Exercise prompt:
Lines with the word "errors" are the answer; copy each of them from the data below.

+ + + + +

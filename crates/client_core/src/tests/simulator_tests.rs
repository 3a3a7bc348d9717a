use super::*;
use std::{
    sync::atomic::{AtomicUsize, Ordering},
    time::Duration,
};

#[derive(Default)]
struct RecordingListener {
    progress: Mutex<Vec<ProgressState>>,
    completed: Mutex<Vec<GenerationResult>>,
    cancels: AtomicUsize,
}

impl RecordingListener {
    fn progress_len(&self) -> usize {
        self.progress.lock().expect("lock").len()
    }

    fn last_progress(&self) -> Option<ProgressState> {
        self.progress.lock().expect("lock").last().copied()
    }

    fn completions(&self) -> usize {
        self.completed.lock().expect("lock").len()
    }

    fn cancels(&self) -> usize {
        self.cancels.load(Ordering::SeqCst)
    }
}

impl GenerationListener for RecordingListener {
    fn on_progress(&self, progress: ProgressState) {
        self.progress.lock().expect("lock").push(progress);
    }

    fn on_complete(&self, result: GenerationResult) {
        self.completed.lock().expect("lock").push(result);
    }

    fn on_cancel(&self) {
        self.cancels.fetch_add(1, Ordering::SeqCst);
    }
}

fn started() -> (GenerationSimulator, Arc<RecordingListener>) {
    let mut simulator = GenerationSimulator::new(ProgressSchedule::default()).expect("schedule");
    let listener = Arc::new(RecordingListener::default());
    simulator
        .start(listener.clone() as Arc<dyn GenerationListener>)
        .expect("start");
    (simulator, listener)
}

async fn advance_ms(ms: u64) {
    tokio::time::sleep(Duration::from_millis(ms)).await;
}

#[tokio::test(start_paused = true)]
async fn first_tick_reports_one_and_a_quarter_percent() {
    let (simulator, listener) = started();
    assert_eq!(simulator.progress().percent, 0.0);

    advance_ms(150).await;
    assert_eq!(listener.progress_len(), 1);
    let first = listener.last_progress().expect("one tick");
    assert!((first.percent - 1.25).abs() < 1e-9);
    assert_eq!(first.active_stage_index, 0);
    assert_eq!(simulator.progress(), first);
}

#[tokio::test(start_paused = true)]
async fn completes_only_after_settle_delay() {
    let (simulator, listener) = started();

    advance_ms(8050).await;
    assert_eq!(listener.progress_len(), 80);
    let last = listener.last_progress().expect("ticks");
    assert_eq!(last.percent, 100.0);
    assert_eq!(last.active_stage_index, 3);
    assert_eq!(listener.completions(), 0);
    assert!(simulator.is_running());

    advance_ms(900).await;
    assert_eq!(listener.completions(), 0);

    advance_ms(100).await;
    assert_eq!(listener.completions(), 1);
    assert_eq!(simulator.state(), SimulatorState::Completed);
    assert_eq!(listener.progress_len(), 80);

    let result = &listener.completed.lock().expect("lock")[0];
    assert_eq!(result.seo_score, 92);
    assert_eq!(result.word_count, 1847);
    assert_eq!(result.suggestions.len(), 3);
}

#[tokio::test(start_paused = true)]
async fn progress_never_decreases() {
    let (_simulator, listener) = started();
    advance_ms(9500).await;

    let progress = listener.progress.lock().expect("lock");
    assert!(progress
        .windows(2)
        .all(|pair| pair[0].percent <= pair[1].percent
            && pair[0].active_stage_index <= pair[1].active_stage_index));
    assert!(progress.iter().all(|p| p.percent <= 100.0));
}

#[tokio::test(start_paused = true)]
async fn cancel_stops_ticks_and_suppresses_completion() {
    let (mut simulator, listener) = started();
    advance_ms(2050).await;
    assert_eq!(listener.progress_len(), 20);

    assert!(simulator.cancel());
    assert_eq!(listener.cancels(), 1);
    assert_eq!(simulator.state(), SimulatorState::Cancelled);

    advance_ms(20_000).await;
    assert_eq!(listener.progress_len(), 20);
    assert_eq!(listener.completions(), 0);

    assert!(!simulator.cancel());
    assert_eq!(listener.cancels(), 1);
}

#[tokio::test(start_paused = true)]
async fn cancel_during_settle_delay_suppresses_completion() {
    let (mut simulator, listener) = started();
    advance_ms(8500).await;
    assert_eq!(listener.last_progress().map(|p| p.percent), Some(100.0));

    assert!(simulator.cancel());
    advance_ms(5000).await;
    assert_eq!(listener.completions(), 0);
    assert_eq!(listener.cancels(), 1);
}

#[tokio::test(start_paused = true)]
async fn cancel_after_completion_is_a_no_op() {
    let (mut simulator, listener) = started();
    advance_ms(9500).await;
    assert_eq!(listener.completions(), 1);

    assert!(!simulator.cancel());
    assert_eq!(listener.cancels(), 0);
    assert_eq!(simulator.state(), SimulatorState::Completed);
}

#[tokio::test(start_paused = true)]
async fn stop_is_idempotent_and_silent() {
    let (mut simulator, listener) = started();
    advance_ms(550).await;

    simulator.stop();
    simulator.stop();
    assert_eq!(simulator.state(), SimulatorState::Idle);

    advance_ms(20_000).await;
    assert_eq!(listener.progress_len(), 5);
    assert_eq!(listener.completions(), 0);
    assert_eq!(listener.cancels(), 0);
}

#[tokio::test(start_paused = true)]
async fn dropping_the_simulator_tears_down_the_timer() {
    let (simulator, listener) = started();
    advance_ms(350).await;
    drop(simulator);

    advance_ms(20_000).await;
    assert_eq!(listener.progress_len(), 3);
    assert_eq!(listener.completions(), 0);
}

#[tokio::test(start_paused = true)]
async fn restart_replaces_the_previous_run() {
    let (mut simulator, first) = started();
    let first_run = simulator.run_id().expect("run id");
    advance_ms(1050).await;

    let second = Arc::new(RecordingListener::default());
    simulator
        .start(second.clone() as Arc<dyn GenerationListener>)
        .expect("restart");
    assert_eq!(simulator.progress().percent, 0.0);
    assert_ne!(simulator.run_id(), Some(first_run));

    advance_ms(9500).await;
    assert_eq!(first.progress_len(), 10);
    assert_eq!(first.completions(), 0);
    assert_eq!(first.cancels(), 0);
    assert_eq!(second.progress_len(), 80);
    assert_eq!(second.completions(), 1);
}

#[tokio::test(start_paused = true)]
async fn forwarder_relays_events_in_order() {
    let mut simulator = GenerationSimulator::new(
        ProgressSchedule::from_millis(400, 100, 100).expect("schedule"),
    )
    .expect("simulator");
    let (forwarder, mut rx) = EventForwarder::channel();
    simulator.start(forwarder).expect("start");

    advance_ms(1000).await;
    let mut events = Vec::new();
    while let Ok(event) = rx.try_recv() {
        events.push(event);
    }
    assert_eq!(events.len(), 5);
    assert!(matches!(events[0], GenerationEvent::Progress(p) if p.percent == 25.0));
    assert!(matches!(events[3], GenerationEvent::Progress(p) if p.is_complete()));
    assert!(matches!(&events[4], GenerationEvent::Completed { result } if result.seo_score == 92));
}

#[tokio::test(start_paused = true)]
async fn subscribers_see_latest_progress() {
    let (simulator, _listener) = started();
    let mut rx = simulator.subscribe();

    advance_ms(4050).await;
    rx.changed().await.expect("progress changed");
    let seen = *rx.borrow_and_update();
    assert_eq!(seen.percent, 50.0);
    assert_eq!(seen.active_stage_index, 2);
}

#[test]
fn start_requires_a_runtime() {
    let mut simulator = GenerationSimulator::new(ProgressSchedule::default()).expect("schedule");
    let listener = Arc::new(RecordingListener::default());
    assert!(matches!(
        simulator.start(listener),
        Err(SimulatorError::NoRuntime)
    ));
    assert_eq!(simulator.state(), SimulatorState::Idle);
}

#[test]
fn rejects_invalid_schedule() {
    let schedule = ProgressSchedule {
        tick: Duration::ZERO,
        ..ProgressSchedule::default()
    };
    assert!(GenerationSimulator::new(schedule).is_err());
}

+ + + + +

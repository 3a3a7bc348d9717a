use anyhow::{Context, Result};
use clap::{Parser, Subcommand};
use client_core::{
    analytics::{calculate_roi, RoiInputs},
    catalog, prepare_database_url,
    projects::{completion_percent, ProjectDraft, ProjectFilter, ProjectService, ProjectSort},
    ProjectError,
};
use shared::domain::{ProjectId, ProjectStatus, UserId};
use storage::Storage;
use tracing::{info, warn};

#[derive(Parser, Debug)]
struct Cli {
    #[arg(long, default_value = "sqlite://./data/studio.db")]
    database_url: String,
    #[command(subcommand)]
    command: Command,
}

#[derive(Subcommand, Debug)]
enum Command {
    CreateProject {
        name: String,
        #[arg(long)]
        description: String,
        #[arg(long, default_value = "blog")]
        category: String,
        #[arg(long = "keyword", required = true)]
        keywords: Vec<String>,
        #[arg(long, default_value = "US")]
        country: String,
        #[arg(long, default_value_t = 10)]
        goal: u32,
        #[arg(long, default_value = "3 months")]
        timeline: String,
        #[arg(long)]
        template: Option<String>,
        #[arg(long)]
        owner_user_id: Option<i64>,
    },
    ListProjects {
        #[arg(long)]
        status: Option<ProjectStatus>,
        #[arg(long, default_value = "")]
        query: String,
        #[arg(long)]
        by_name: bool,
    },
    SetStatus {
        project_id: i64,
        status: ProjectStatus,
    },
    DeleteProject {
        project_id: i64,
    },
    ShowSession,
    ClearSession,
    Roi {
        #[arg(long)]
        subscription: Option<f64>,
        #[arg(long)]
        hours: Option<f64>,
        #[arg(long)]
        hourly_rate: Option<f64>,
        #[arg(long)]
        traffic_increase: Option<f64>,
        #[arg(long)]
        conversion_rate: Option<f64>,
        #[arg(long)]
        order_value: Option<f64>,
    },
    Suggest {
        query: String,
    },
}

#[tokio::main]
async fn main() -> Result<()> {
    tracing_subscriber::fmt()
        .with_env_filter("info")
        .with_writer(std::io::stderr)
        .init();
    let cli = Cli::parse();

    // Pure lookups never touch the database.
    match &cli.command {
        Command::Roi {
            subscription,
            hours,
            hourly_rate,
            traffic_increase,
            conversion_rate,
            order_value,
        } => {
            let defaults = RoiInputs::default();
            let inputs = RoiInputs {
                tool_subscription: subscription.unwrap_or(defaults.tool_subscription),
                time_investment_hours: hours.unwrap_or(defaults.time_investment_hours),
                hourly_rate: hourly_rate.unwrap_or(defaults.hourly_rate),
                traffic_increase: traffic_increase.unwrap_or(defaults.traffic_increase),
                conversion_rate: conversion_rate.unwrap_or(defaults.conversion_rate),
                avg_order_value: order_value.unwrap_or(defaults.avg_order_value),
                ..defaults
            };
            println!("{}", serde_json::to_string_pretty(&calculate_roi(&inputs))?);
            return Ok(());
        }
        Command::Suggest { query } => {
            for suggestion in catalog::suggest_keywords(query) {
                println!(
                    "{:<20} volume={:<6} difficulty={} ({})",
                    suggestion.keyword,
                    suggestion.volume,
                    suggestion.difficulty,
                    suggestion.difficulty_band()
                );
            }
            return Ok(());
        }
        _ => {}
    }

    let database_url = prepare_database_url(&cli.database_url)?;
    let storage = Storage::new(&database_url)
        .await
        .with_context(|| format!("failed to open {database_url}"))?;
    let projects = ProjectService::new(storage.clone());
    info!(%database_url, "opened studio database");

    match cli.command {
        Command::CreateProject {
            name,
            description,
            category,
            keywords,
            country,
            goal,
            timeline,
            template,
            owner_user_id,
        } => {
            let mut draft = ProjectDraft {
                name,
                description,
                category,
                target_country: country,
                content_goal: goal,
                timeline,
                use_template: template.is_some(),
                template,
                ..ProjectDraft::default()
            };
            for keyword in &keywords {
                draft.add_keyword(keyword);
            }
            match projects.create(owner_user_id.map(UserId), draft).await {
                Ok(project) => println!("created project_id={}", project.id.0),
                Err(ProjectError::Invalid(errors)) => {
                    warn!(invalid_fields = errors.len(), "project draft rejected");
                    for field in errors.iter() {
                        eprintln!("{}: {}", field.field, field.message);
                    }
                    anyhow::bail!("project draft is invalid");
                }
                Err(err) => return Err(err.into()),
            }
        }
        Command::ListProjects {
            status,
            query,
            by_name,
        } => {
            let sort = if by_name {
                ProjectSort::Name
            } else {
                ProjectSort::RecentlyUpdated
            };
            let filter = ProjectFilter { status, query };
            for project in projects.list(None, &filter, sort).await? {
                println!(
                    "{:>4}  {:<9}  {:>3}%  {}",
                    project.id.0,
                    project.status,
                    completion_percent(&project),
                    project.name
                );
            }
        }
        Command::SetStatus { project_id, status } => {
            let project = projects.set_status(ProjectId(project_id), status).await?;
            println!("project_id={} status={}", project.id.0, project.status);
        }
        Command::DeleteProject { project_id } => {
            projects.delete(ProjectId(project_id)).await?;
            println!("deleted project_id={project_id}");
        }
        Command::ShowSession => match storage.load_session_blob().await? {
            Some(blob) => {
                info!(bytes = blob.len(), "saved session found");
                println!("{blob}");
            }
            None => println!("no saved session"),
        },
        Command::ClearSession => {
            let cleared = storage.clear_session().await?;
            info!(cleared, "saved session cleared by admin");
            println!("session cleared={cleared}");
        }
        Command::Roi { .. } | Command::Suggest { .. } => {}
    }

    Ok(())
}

+ + + + +

Exercise answer:
                Err(ProjectError::Invalid(errors)) => {
                    warn!(invalid_fields = errors.len(), "project draft rejected");
                    for field in errors.iter() {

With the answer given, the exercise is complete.